During the rule of Imperial Russian governor Pavel Kiselyov (see Regulamentul Organic), he was a prefect of Galaţi, then a prefect of Giurgiu and in 1833, he settled in the capital Bucharest, holding several offices in succession: a Vornic during the reign of Prince Alexandru II Ghica, a secretary of the National Assembly, and an Aga (prefect of police) during the reign of Gheorghe Bibescu (when he organized the first Firefighters' Corps in Wallachia). In exchange for his leadership during the Great Fire of Bucharest (1847), Manu was awarded a "sword of honour" by the city.

During the 1848 Wallachian Revolution, he fled the country, returning after some time, but staying out of politics for a while. He later became a Postelnic (Foreign Minister) during the reign of Barbu Dimitrie Ştirbei. In his political activity, Manu climbed all the boyar ranks, eventually reaching the highest one, that of Great Vornic.

In 1858, after the Crimean War removed the country from Russian overseeing, he was, with Emanoil Băleanu and Ioan Al. Filipescu, one of the three Caimacams who administered Wallachia pending the election of a new prince by the ad hoc Divan.
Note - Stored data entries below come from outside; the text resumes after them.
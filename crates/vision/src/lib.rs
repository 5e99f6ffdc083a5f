//! Assembly-line monitor: per-machine zone classification over camera
//! detections, relay actuation and supervision.

pub mod pipeline;

pub use pipeline::{
    Backends, MonitorCliArgs, MonitorConfig, MonitorSystem, RunOptions, SystemEvent, run,
    test_relays,
};
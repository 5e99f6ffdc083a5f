use anyhow::Result;
use clap::{Parser, Subcommand};
use vision::{MonitorCliArgs, RunOptions};

/// Watches each machine's camera, checks that every pair slot holds one oil
/// can and one bunk hole, and switches the pair's relay ON while it does not.
#[derive(Debug, Parser)]
#[command(name = "line-monitor", version)]
pub struct Cli {
    #[command(subcommand)]
    command: Option<Command>,
    #[command(flatten)]
    args: MonitorCliArgs,
}

#[derive(Debug, Subcommand)]
enum Command {
    /// Run the monitor until Ctrl+C (default).
    Run {
        #[command(flatten)]
        args: MonitorCliArgs,
    },
    /// Pulse each configured machine's relays once and exit.
    TestRelays {
        #[command(flatten)]
        args: MonitorCliArgs,
    },
}

pub fn handle_command(cli: Cli) -> Result<()> {
    match cli.command {
        Some(Command::Run { args }) => vision::run(RunOptions::from(args)),
        Some(Command::TestRelays { args }) => vision::test_relays(RunOptions::from(args)),
        None => vision::run(RunOptions::from(cli.args)),
    }
}
#[cfg(test)]
mod tests {
    use std::sync::{
        Mutex,
        atomic::{AtomicBool, AtomicUsize, Ordering},
    };

    use super::*;
    use crate::types::CaptureError;

    fn fast_timing(max_attempts: u32) -> CameraTiming {
        CameraTiming {
            max_reconnect_attempts: max_attempts,
            connect_retry_interval: Duration::from_millis(5),
            backoff_base: Duration::from_millis(5),
            backoff_cap: Duration::from_millis(20),
            fps_window: Duration::from_millis(50),
            buffer_capacity: 5,
        }
    }

    fn config(max_attempts: u32) -> CameraConfig {
        CameraConfig {
            machine_id: MachineId(1),
            source: SourceDescriptor::Device(0),
            settings: CaptureSettings::default(),
            timing: fast_timing(max_attempts),
        }
    }

    #[derive(Default)]
    struct Recorder {
        frames: AtomicUsize,
        heartbeats: AtomicUsize,
        errors: Mutex<Vec<String>>,
        states: Mutex<Vec<CameraState>>,
    }

    impl AcquisitionObserver for Recorder {
        fn on_frame(&self, _machine_id: MachineId, _frame: &Arc<Frame>) {
            self.frames.fetch_add(1, Ordering::SeqCst);
        }
        fn on_heartbeat(&self, _machine_id: MachineId) {
            self.heartbeats.fetch_add(1, Ordering::SeqCst);
        }
        fn on_status(&self, _machine_id: MachineId, state: CameraState, _message: &str) {
            self.states.lock().unwrap().push(state);
        }
        fn on_error(&self, _machine_id: MachineId, message: &str) {
            self.errors.lock().unwrap().push(message.to_string());
        }
    }

    #[derive(Default)]
    struct NeverOpens {
        attempts: AtomicUsize,
    }

    impl VideoSourceOpener for NeverOpens {
        fn open(
            &self,
            source: &SourceDescriptor,
            _settings: &CaptureSettings,
        ) -> Result<Box<dyn VideoSource>, CaptureError> {
            self.attempts.fetch_add(1, Ordering::SeqCst);
            Err(CaptureError::Open {
                uri: source.label(),
            })
        }
    }

    /// Source yielding `frames_per_session` good frames before failing.
    struct Flaky {
        frames_per_session: usize,
        opens: AtomicUsize,
    }

    struct FlakySource {
        remaining: usize,
    }

    impl VideoSource for FlakySource {
        fn read(&mut self) -> Result<Option<Frame>, CaptureError> {
            if self.remaining == 0 {
                return Ok(None);
            }
            self.remaining -= 1;
            thread::sleep(Duration::from_millis(1));
            Ok(Some(Frame::bgr(vec![0; 4 * 4 * 3], 4, 4)))
        }
    }

    impl VideoSourceOpener for Flaky {
        fn open(
            &self,
            _source: &SourceDescriptor,
            _settings: &CaptureSettings,
        ) -> Result<Box<dyn VideoSource>, CaptureError> {
            self.opens.fetch_add(1, Ordering::SeqCst);
            Ok(Box::new(FlakySource {
                remaining: self.frames_per_session,
            }))
        }
    }

    fn wait_for(mut condition: impl FnMut() -> bool) -> bool {
        let deadline = Instant::now() + Duration::from_secs(5);
        while Instant::now() < deadline {
            if condition() {
                return true;
            }
            thread::sleep(Duration::from_millis(5));
        }
        false
    }

    #[test]
    fn exhausted_attempts_raise_error_and_keep_looping() {
        let opener = Arc::new(NeverOpens::default());
        let observer = Arc::new(Recorder::default());
        let mut handle = spawn_camera_unit(config(3), opener.clone(), observer.clone()).unwrap();

        assert!(wait_for(|| !observer.errors.lock().unwrap().is_empty()));
        assert!(opener.attempts.load(Ordering::SeqCst) >= 3);
        assert_eq!(
            observer.errors.lock().unwrap()[0],
            "failed to connect after 3 attempts"
        );

        assert!(wait_for(|| opener.attempts.load(Ordering::SeqCst) > 3));
        assert_ne!(handle.state(), CameraState::Stopped);

        handle.stop();
        assert!(handle.join_timeout(Duration::from_secs(2)));
        assert_eq!(handle.state(), CameraState::Stopped);
        assert_eq!(observer.frames.load(Ordering::SeqCst), 0);
    }

    #[test]
    fn read_failure_triggers_reconnect_and_frames_resume() {
        let opener = Arc::new(Flaky {
            frames_per_session: 3,
            opens: AtomicUsize::new(0),
        });
        let observer = Arc::new(Recorder::default());
        let mut handle = spawn_camera_unit(config(2), opener.clone(), observer.clone()).unwrap();

        assert!(wait_for(|| opener.opens.load(Ordering::SeqCst) >= 3));
        handle.stop();
        assert!(handle.join_timeout(Duration::from_secs(2)));

        let frames = observer.frames.load(Ordering::SeqCst);
        assert!(frames >= 6);
        assert_eq!(frames, observer.heartbeats.load(Ordering::SeqCst));
        let states = observer.states.lock().unwrap();
        assert!(states.contains(&CameraState::Reconnecting));
        assert_eq!(states.last(), Some(&CameraState::Stopped));
        assert!(observer.errors.lock().unwrap().is_empty());
        assert!(handle.buffer().is_empty());
    }

    #[test]
    fn invalid_frames_are_never_published() {
        struct Gray;
        struct GraySource;
        impl VideoSource for GraySource {
            fn read(&mut self) -> Result<Option<Frame>, CaptureError> {
                Ok(Some(Frame {
                    data: vec![0; 16],
                    width: 4,
                    height: 4,
                    channels: 1,
                    timestamp_ms: 0,
                }))
            }
        }
        impl VideoSourceOpener for Gray {
            fn open(
                &self,
                _source: &SourceDescriptor,
                _settings: &CaptureSettings,
            ) -> Result<Box<dyn VideoSource>, CaptureError> {
                Ok(Box::new(GraySource))
            }
        }

        let observer = Arc::new(Recorder::default());
        let mut handle = spawn_camera_unit(config(2), Arc::new(Gray), observer.clone()).unwrap();
        assert!(wait_for(|| !observer.errors.lock().unwrap().is_empty()));
        handle.stop();
        assert!(handle.join_timeout(Duration::from_secs(2)));
        assert_eq!(observer.frames.load(Ordering::SeqCst), 0);
    }

    #[test]
    fn next_frame_is_oldest_and_latest_frame_is_newest() {
        struct Counting {
            release: Arc<AtomicBool>,
        }
        struct CountingSource {
            sent: u8,
            release: Arc<AtomicBool>,
        }
        impl VideoSource for CountingSource {
            fn read(&mut self) -> Result<Option<Frame>, CaptureError> {
                if self.sent < 4 {
                    self.sent += 1;
                    return Ok(Some(Frame::bgr(vec![self.sent; 4 * 4 * 3], 4, 4)));
                }
                while !self.release.load(Ordering::SeqCst) {
                    thread::sleep(Duration::from_millis(5));
                }
                Ok(None)
            }
        }
        impl VideoSourceOpener for Counting {
            fn open(
                &self,
                _source: &SourceDescriptor,
                _settings: &CaptureSettings,
            ) -> Result<Box<dyn VideoSource>, CaptureError> {
                Ok(Box::new(CountingSource {
                    sent: 0,
                    release: self.release.clone(),
                }))
            }
        }

        let release = Arc::new(AtomicBool::new(false));
        let observer = Arc::new(Recorder::default());
        let opener = Arc::new(Counting {
            release: release.clone(),
        });
        let mut handle = spawn_camera_unit(config(2), opener, observer.clone()).unwrap();
        assert!(wait_for(|| observer.frames.load(Ordering::SeqCst) == 4));

        assert_eq!(handle.latest_frame().unwrap().data[0], 4);
        assert_eq!(handle.next_frame(Duration::from_millis(100)).unwrap().data[0], 1);
        assert_eq!(handle.latest_frame().unwrap().data[0], 4);
        assert_eq!(handle.buffer().len(), 3);

        handle.stop();
        release.store(true, Ordering::SeqCst);
        assert!(handle.join_timeout(Duration::from_secs(2)));
    }
}
//! libtorch CUDA runtime loading and the TorchScript model loader.

use std::sync::Once;

use anyhow::Context;
use libloading::os::unix::{Library, RTLD_GLOBAL, RTLD_NOW};
use ml_core::{
    DetectionModel,
    detector::Detector,
    tch::{Cuda, Device},
};
use tracing::{debug, info, warn};

use crate::pipeline::{config::MonitorConfig, inference::ModelLoader};

/// Preload the libtorch CUDA libraries so `Device::cuda_if_available` can
/// see the GPU. Handles are leaked for the process lifetime.
pub(crate) fn load_torch_cuda_runtime(verbose: bool) {
    static INIT: Once = Once::new();
    INIT.call_once(|| {
        let mut handles = Vec::new();
        for lib in [
            "libtorch_cuda.so",
            "libtorch_cuda_cu.so",
            "libtorch_cuda_cpp.so",
        ] {
            match unsafe { Library::open(Some(lib), RTLD_NOW | RTLD_GLOBAL) } {
                Ok(handle) => {
                    if verbose {
                        info!("loaded {lib}");
                    }
                    handles.push(handle);
                }
                Err(err) => {
                    if verbose {
                        warn!("failed to load {lib}: {err}");
                    }
                }
            }
        }
        Box::leak(Box::new(handles));
    });
}

/// Loader for the configured TorchScript model. The model-level confidence
/// floor is the lowest per-class threshold in the config so per-machine
/// thresholds can still be applied downstream.
pub(crate) fn torch_model_loader(config: &MonitorConfig, verbose: bool) -> ModelLoader {
    let model_path = config.model_path.clone();
    let use_cpu = config.inference.use_cpu;
    let input_size = config.inference.input_size;
    let iou_threshold = config.inference.iou_threshold;
    let confidence_floor = config
        .machines
        .iter()
        .map(|machine| config.thresholds_for(machine))
        .chain(std::iter::once(config.confidence_thresholds))
        .flat_map(|t| [t.oil_can, t.bunk_hole])
        .fold(1.0f32, f32::min);

    Box::new(move || -> anyhow::Result<Box<dyn DetectionModel>> {
        if !use_cpu {
            load_torch_cuda_runtime(verbose);
        }
        let device = if use_cpu {
            Device::Cpu
        } else {
            Device::cuda_if_available()
        };
        debug!(
            "CUDA available: {} (devices: {})",
            Cuda::is_available(),
            Cuda::device_count()
        );

        let detector = Detector::new(&model_path, device, (input_size, input_size))
            .with_context(|| format!("failed to load model {}", model_path.display()))?
            .with_confidence_threshold(confidence_floor)
            .with_iou_threshold(iou_threshold);
        info!(
            "detector loaded from {} on {:?} ({}x{} input)",
            model_path.display(),
            detector.device(),
            input_size,
            input_size
        );
        Ok(Box::new(detector))
    })
}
In 1859, he supported the former prince Bibescu instead of Alexandru Ioan Cuza, and, during the latter's rule as Domnitor of the United Principalities, he retired from public life. Manu returned only when Carol I replaced Cuza, being elected a member of the Parliament of Romania in the first electoral college (that of landowners), as a representative of Ilfov County.